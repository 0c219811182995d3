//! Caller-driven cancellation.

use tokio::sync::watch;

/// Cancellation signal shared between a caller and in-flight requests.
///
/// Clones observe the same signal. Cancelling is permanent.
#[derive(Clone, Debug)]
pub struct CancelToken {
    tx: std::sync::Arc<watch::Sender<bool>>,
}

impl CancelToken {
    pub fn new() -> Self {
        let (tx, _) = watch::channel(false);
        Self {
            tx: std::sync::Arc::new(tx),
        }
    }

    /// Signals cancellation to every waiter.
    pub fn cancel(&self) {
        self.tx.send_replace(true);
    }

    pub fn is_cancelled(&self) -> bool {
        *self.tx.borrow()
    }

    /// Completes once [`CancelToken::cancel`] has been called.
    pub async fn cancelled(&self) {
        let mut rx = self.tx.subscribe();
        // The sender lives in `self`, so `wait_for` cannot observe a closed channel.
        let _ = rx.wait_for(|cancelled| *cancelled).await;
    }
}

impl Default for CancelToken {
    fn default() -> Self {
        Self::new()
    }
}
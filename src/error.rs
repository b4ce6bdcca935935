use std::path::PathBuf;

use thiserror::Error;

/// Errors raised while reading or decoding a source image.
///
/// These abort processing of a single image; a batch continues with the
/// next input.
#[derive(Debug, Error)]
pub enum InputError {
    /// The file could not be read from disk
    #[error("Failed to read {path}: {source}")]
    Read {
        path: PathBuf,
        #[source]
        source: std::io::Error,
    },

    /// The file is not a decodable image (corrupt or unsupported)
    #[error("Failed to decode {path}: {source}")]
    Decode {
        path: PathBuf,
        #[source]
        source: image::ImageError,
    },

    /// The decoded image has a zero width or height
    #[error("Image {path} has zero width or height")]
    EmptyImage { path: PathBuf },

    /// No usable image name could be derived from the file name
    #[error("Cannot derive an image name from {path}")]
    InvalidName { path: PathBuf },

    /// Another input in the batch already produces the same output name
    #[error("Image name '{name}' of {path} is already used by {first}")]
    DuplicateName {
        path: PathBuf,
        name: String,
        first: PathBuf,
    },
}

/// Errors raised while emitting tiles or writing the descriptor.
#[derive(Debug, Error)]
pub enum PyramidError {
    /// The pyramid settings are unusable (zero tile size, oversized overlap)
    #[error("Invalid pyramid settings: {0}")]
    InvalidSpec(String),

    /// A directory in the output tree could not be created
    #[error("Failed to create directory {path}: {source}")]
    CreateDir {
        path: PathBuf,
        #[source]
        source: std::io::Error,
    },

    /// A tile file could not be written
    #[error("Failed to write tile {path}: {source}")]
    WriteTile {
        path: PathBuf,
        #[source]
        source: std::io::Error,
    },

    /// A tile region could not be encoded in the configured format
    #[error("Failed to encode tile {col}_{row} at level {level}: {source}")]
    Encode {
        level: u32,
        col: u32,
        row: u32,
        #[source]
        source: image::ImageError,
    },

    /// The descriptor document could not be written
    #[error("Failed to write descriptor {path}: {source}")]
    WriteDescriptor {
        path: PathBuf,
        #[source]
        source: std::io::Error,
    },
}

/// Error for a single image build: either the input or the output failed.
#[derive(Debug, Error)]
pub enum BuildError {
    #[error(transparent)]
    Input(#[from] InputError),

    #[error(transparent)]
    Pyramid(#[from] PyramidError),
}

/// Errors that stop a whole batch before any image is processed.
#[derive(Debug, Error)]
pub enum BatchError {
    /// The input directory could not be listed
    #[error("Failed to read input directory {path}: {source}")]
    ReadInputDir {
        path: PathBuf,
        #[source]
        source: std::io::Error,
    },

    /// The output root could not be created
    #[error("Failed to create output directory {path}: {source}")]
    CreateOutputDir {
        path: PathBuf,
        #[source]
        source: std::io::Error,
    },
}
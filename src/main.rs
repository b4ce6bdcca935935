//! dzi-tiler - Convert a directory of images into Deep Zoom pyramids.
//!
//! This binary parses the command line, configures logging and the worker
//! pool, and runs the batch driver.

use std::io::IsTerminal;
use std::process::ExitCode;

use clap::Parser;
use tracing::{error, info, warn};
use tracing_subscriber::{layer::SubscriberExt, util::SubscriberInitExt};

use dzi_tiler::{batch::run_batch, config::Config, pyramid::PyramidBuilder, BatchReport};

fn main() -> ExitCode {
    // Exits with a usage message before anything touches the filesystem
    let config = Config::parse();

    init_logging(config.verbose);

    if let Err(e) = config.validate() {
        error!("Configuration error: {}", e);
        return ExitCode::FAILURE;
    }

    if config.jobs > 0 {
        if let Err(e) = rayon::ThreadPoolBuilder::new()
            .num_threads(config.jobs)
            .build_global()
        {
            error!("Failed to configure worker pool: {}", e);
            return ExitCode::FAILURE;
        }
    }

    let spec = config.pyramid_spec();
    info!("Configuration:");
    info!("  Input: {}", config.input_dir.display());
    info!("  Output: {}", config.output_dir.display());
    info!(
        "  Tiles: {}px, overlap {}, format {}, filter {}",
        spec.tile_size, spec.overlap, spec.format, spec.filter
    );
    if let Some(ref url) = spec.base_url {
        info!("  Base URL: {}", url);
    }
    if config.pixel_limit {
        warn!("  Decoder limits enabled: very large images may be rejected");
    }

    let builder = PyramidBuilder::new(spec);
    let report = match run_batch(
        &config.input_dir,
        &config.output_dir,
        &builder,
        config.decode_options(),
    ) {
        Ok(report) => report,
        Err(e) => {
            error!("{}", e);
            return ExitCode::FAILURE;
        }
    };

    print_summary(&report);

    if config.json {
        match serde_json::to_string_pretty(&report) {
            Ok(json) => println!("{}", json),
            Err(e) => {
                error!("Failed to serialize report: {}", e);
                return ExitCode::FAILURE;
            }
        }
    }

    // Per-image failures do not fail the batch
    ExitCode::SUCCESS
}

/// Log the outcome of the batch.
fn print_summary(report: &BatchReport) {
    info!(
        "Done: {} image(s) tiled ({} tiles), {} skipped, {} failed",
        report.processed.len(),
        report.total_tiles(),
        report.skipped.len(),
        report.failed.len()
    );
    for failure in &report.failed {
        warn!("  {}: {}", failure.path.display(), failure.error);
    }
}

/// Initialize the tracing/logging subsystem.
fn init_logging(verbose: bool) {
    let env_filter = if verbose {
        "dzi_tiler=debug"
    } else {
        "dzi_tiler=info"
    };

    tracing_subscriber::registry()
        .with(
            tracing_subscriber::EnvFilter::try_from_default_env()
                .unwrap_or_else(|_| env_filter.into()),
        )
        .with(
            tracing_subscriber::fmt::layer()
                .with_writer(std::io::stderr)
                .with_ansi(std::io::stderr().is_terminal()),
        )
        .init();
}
● ● ● ● ● ● ●
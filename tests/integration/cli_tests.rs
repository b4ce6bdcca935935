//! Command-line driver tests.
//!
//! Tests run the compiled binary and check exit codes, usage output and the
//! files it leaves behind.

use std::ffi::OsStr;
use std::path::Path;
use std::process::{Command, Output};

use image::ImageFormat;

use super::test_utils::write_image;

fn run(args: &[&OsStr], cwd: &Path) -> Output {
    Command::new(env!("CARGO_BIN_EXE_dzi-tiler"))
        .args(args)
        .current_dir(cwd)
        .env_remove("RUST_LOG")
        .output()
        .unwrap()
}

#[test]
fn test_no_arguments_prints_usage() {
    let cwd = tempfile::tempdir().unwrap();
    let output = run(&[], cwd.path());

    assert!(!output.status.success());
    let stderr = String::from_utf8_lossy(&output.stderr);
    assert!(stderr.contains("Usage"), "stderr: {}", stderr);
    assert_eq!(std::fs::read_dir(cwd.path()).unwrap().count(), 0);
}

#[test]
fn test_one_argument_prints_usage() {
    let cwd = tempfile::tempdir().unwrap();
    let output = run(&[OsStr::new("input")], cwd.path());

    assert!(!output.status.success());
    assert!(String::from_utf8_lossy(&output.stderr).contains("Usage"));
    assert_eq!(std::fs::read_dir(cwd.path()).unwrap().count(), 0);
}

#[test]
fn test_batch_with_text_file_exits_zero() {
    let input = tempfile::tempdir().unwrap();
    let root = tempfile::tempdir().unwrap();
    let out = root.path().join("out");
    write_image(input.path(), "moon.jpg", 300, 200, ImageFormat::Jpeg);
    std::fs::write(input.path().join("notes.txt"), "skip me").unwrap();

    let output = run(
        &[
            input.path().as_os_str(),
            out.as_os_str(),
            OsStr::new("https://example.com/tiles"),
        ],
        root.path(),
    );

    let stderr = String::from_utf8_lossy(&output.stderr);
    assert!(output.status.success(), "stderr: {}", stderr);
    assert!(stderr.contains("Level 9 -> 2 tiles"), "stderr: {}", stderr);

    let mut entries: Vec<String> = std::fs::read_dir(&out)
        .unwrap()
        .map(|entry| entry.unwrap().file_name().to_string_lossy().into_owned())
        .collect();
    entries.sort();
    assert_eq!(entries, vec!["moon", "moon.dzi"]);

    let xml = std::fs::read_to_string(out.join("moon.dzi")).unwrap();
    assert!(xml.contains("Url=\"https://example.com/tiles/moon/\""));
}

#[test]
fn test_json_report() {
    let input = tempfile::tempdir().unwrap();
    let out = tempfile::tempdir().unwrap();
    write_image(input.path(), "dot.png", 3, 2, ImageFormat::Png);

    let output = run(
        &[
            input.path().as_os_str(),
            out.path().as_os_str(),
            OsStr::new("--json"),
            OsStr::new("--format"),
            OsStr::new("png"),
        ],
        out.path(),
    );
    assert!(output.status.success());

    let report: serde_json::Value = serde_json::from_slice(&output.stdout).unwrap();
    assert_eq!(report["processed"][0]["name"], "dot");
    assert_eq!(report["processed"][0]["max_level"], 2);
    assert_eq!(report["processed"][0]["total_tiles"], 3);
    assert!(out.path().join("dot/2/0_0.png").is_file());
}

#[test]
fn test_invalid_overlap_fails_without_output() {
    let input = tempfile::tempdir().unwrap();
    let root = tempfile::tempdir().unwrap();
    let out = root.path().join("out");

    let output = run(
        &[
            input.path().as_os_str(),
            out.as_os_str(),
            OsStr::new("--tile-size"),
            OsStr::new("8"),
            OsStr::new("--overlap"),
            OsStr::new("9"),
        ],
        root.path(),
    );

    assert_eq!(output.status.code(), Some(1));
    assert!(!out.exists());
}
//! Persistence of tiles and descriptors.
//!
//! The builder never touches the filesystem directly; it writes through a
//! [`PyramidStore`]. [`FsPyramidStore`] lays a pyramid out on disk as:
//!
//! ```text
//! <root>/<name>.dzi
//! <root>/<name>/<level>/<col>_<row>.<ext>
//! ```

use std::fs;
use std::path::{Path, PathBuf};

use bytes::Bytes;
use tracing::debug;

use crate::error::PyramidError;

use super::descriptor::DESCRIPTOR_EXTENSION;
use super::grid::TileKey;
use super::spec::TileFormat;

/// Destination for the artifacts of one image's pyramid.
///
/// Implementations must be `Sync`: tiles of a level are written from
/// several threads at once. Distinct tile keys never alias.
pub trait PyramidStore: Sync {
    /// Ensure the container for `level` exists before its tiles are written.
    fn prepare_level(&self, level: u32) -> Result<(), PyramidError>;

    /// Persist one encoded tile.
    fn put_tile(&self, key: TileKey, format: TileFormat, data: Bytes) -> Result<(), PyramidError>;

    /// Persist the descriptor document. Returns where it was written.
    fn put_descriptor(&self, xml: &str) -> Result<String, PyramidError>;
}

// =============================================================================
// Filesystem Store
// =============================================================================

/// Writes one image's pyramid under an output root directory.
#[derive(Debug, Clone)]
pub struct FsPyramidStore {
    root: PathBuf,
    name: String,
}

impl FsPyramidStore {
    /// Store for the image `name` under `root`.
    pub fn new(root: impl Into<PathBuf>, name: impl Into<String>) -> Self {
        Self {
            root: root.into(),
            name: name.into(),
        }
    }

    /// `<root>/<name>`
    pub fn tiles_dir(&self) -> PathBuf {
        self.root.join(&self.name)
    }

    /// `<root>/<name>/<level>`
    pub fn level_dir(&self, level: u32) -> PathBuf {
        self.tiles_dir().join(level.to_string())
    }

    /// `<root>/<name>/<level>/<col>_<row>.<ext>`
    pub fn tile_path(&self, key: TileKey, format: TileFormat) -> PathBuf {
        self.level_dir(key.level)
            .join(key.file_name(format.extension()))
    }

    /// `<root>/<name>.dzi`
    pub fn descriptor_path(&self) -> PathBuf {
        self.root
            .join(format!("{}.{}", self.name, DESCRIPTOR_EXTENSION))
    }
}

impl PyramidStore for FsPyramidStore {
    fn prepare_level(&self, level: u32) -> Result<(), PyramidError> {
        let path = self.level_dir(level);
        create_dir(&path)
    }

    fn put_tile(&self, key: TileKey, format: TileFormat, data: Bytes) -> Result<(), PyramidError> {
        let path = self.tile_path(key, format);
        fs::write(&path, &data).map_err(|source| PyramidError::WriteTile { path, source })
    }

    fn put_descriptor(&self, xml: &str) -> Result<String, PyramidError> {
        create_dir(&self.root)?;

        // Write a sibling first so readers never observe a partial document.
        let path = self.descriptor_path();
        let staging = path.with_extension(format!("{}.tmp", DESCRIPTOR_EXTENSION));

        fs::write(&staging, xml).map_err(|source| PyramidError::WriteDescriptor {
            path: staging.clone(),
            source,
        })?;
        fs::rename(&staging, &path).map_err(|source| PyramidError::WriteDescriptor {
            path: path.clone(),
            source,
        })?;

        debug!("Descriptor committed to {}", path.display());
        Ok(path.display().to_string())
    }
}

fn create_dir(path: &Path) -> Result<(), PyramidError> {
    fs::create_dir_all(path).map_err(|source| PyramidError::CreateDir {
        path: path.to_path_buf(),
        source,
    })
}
● ● ● ● ● ● ●
◆ **What the task requires**: In the data above, retype exactly and only the lines between the one holding "repository 0c219811182995d3" and the one holding "to every waiter.", inclusive.

◆ **Answer to this exercise**:
repository 0c219811182995d3
//! Caller-driven cancellation.

use tokio::sync::watch;

/// Cancellation signal shared between a caller and in-flight requests.
///
/// Clones observe the same signal. Cancelling is permanent.
#[derive(Clone, Debug)]
pub struct CancelToken {
    tx: std::sync::Arc<watch::Sender<bool>>,
}

impl CancelToken {
    pub fn new() -> Self {
        let (tx, _) = watch::channel(false);
        Self {
            tx: std::sync::Arc::new(tx),
        }
    }

    /// Signals cancellation to every waiter.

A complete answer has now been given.